Les habitans des forêts de pins qui s’étendent principalement sur le pourtour du plateau triangulaire des landes du Médoc ont également des mœurs toutes particulières, déjà connues du poète Ausone et de ses amis. Le résinier, — c’est ainsi qu’on appelle l’homme chargé de recueillir la résine des pins, — est resté en beaucoup d’endroits un véritable sauvage que la civilisation moderne semble avoir laissé tout à fait à l’écart. Tenant une hache dans sa main droite, il applique de la main gauche contre le tronc d’un pin son échelle, composée d’un seul montant sur lequel il a pratiqué de petites marches transversales, puis il grimpe comme un écureuil, et, s’appuyant d’un pied sur l’échelon, de l’autre sur la rugueuse écorce de l’arbre, il fait avec sa hache ces longues carres, ces entailles d’où la résine doit perler goutte à goutte.
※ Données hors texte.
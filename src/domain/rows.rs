//! Repeatable form rows
//!
//! Every repeatable section of a form (image URLs, tickets, steps, ...) is a
//! `RowList`: an arena keyed by a monotonic, never-reused `RowId`, with a
//! minimum row count (`FLOOR`) that removals cannot go below.

use serde::{Deserialize, Deserializer, Serialize, Serializer};
use std::collections::BTreeMap;
use std::fmt;

/// Session-scoped identifier of a row inside one `RowList`
#[derive(Clone, Copy, Debug, PartialEq, Eq, PartialOrd, Ord, Hash, Serialize, Deserialize)]
#[serde(transparent)]
pub struct RowId(u32);

impl RowId {
    pub const fn new(raw: u32) -> Self {
        Self(raw)
    }

    pub const fn get(self) -> u32 {
        self.0
    }
}

impl fmt::Display for RowId {
    fn fmt(&self, f: &mut fmt::Formatter<'_>) -> fmt::Result {
        write!(f, "{}", self.0)
    }
}

/// Ordered rows with arena-style id allocation.
///
/// Ids are handed out in increasing order, so iterating the underlying
/// `BTreeMap` yields rows in insertion order.
#[derive(Clone, Debug, PartialEq)]
pub struct RowList<T, const FLOOR: usize> {
    rows: BTreeMap<RowId, T>,
    next_id: u32,
}

impl<T, const FLOOR: usize> RowList<T, FLOOR> {
    /// Create an empty list. Only meaningful for sections with a floor of 0;
    /// use [`RowList::new`] or [`RowList::with_rows`] otherwise.
    fn empty() -> Self {
        Self {
            rows: BTreeMap::new(),
            next_id: 1,
        }
    }

    /// Minimum number of rows this section keeps
    pub const fn floor(&self) -> usize {
        FLOOR
    }

    /// Append a row and return its id. The counter advances unconditionally.
    pub fn push(&mut self, value: T) -> RowId {
        let id = RowId(self.next_id);
        self.next_id += 1;
        self.rows.insert(id, value);
        id
    }

    /// Remove a row by id.
    ///
    /// Returns `None` without touching the list when the id is unknown or the
    /// removal would drop the section below its floor.
    pub fn remove(&mut self, id: RowId) -> Option<T> {
        if self.rows.len() <= FLOOR {
            tracing::debug!("Row {} kept: section is at its floor of {}", id, FLOOR);
            return None;
        }
        let removed = self.rows.remove(&id);
        if removed.is_none() {
            tracing::debug!("Row {} not found, nothing removed", id);
        }
        removed
    }

    pub fn get(&self, id: RowId) -> Option<&T> {
        self.rows.get(&id)
    }

    pub fn get_mut(&mut self, id: RowId) -> Option<&mut T> {
        self.rows.get_mut(&id)
    }

    pub fn contains(&self, id: RowId) -> bool {
        self.rows.contains_key(&id)
    }

    pub fn len(&self) -> usize {
        self.rows.len()
    }

    pub fn is_empty(&self) -> bool {
        self.rows.is_empty()
    }

    /// Id the next `push` will assign
    pub const fn next_id(&self) -> RowId {
        RowId(self.next_id)
    }

    pub fn ids(&self) -> impl Iterator<Item = RowId> + '_ {
        self.rows.keys().copied()
    }

    pub fn iter(&self) -> impl Iterator<Item = (RowId, &T)> {
        self.rows.iter().map(|(id, row)| (*id, row))
    }

    pub fn iter_mut(&mut self) -> impl Iterator<Item = (RowId, &mut T)> {
        self.rows.iter_mut().map(|(id, row)| (*id, row))
    }

    pub fn values(&self) -> impl Iterator<Item = &T> {
        self.rows.values()
    }
}

impl<T: Default, const FLOOR: usize> RowList<T, FLOOR> {
    /// A list holding exactly `FLOOR` blank rows
    pub fn new() -> Self {
        Self::with_rows(FLOOR)
    }

    /// A list holding `count` blank rows (never fewer than `FLOOR`)
    pub fn with_rows(count: usize) -> Self {
        let mut list = Self::empty();
        for _ in 0..count.max(FLOOR) {
            list.push(T::default());
        }
        list
    }

    /// Build from values in order, padding with blank rows up to `FLOOR`
    pub fn from_values(values: impl IntoIterator<Item = T>) -> Self {
        let mut list = Self::empty();
        for value in values {
            list.push(value);
        }
        while list.len() < FLOOR {
            list.push(T::default());
        }
        list
    }

    /// Append a blank row
    pub fn add(&mut self) -> RowId {
        self.push(T::default())
    }
}

impl<T: Default, const FLOOR: usize> Default for RowList<T, FLOOR> {
    fn default() -> Self {
        Self::new()
    }
}

impl<T: Serialize, const FLOOR: usize> Serialize for RowList<T, FLOOR> {
    fn serialize<S: Serializer>(&self, serializer: S) -> Result<S::Ok, S::Error> {
        serializer.collect_seq(self.rows.values())
    }
}

impl<'de, T, const FLOOR: usize> Deserialize<'de> for RowList<T, FLOOR>
where
    T: Deserialize<'de> + Default,
{
    fn deserialize<D: Deserializer<'de>>(deserializer: D) -> Result<Self, D::Error> {
        let values = Vec::<T>::deserialize(deserializer)?;
        Ok(Self::from_values(values))
    }
}
//! Schema Mapper
//!
//! Turns the in-memory [`FormState`] into one schema.org object for the
//! selected type. Mapping itself never fails: blank or absent inputs read as
//! `""` and optional sub-objects are dropped per type. The validation policy
//! decides whether missing or malformed fields block generation.
//!
//! Shared shaping rules:
//! - list-shaped fields collapse to a bare value for one entry and stay an
//!   array for two or more (see [`collapse`])
//! - durations are built as `PT{minutes}M` or `PT{minutes}M{seconds}S`
//! - date and time join with `T` only when both are present
//! - status and availability selections become `https://schema.org/{value}`

use serde_json::Value;

use crate::config::MapperSettings;
use crate::domain::SchemaType;
use crate::error::{GenerateError, GenerateResult};
use crate::forms::FormState;
use crate::preview;
use crate::validation::{self, ValidationPolicy};

mod article;
mod breadcrumb;
mod event;
mod faq;
mod howto;
mod job_posting;
mod local_business;
mod person;
mod recipe;
mod video;
mod website;

#[cfg(test)]
mod content_test;
#[cfg(test)]
mod entity_test;

pub use article::map_article;
pub use breadcrumb::map_breadcrumb;
pub use event::map_event;
pub use faq::map_faq;
pub use howto::map_howto;
pub use job_posting::map_job_posting;
pub use local_business::map_local_business;
pub use person::map_person;
pub use recipe::map_recipe;
pub use video::map_video;
pub use website::map_website;

/// Which rows the Recipe generator reads for ingredients and instructions.
///
/// `Legacy` reproduces the published tool, whose ingredient and step rows were
/// never picked up, so those fields always carry their placeholders.
/// `Direct` reads the rows.
#[derive(Clone, Copy, Debug, Default, PartialEq, Eq, serde::Serialize, serde::Deserialize)]
#[serde(rename_all = "lowercase")]
pub enum RecipeRowBinding {
    #[default]
    Legacy,
    Direct,
}

impl std::str::FromStr for RecipeRowBinding {
    type Err = String;

    fn from_str(s: &str) -> Result<Self, Self::Err> {
        match s.trim().to_ascii_lowercase().as_str() {
            "legacy" => Ok(Self::Legacy),
            "direct" => Ok(Self::Direct),
            other => Err(format!("Unknown recipe row binding: {}", other)),
        }
    }
}

#[derive(Clone, Debug, Default)]
pub struct SchemaMapper {
    settings: MapperSettings,
}

impl SchemaMapper {
    pub fn new(settings: MapperSettings) -> Self {
        Self { settings }
    }

    pub fn settings(&self) -> &MapperSettings {
        &self.settings
    }

    /// Map the selected type without validation
    pub fn map(&self, state: &FormState) -> Value {
        self.map_type(state, state.schema_type)
    }

    /// Map a specific type without validation
    pub fn map_type(&self, state: &FormState, schema_type: SchemaType) -> Value {
        match schema_type {
            SchemaType::Article => map_article(&state.article),
            SchemaType::Breadcrumb => map_breadcrumb(&state.breadcrumb),
            SchemaType::Event => map_event(&state.event),
            SchemaType::Faq => map_faq(&state.faq),
            SchemaType::HowTo => map_howto(&state.howto),
            SchemaType::JobPosting => map_job_posting(&state.job_posting),
            SchemaType::LocalBusiness => map_local_business(&state.local_business),
            SchemaType::Person => map_person(&state.person),
            SchemaType::Video => map_video(&state.video),
            SchemaType::Website => map_website(&state.website),
            SchemaType::Recipe => map_recipe(&state.recipe, self.settings.recipe_row_binding),
        }
    }

    /// Validate, then map the selected type.
    ///
    /// Under the lenient policy issues are logged and mapping proceeds; under
    /// the strict policy they are returned as [`GenerateError::Invalid`].
    pub fn generate(&self, state: &FormState) -> GenerateResult<Value> {
        let report = validation::validate(state, state.schema_type);
        if !report.is_empty() {
            match self.settings.validation {
                ValidationPolicy::Lenient => {
                    for issue in report.issues() {
                        tracing::warn!("{} form: {}", state.schema_type, issue);
                    }
                }
                ValidationPolicy::Strict => return Err(GenerateError::Invalid(report)),
            }
        }
        let schema = self.map(state);
        tracing::debug!("Generated {} schema", state.schema_type);
        Ok(schema)
    }

    /// Generate and wrap in the JSON-LD script tag
    pub fn render(&self, state: &FormState) -> GenerateResult<String> {
        let schema = self.generate(state)?;
        preview::render_script(&schema)
    }
}

// ============================================================================
// Shaping helpers
// ============================================================================

/// Read a form field: trimmed, blank reads as `""`
pub(crate) fn field(value: &str) -> &str {
    value.trim()
}

/// One entry becomes the bare entry, two or more stay an array, none is `None`
pub(crate) fn collapse(mut items: Vec<Value>) -> Option<Value> {
    match items.len() {
        0 => None,
        1 => items.pop(),
        _ => Some(Value::Array(items)),
    }
}

/// [`collapse`] with a per-type placeholder for the empty case
pub(crate) fn collapse_or(items: Vec<Value>, placeholder: Value) -> Value {
    collapse(items).unwrap_or(placeholder)
}

/// `PT{minutes}M`, or `""` for a blank input
pub(crate) fn minutes_duration(minutes: &str) -> String {
    let minutes = field(minutes);
    if minutes.is_empty() {
        String::new()
    } else {
        format!("PT{}M", minutes)
    }
}

/// `{date}T{time}` when both are present, otherwise the date alone
pub(crate) fn date_time(date: &str, time: &str) -> String {
    let (date, time) = (field(date), field(time));
    if !date.is_empty() && !time.is_empty() {
        format!("{}T{}", date, time)
    } else {
        date.to_string()
    }
}

/// `https://schema.org/{value}`, or `""` for a blank selection
pub(crate) fn schema_uri(value: &str) -> String {
    let value = field(value);
    if value.is_empty() {
        String::new()
    } else {
        format!("https://schema.org/{}", value)
    }
}

/// Blank falls back to `default`
pub(crate) fn or_default<'a>(value: &'a str, default: &'a str) -> &'a str {
    let value = field(value);
    if value.is_empty() {
        default
    } else {
        value
    }
}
Ensuite il saute d’un bond au pied de l’échelle et fuit rapidement à travers l’ombre de la forêt pour attaquer de sa hache un autre tronc à dix pieds au-dessus du sol. De loin, on croirait entendre les coups sonores produits par les becs des piverts qui sondent l’écorce des arbres pour y découvrir des insectes. Le résinier, dressé à son état depuis l’enfance, finit par devenir aussi habile à grimper sur les arbres que les aborigènes de la Nouvelle-Hollande; mais comme eux aussi il est sombre, défiant et taciturne. Son vocabulaire de mots patois était jadis d’une grande pauvreté, et, comme celui des narvies ou terrassiers anglais de la classe la plus infime, ne dépassait probablement pas quelques centaines de termes. Sa demeure était le plus souvent une véritable tanière construite en troncs d’arbres et revêtue de branches.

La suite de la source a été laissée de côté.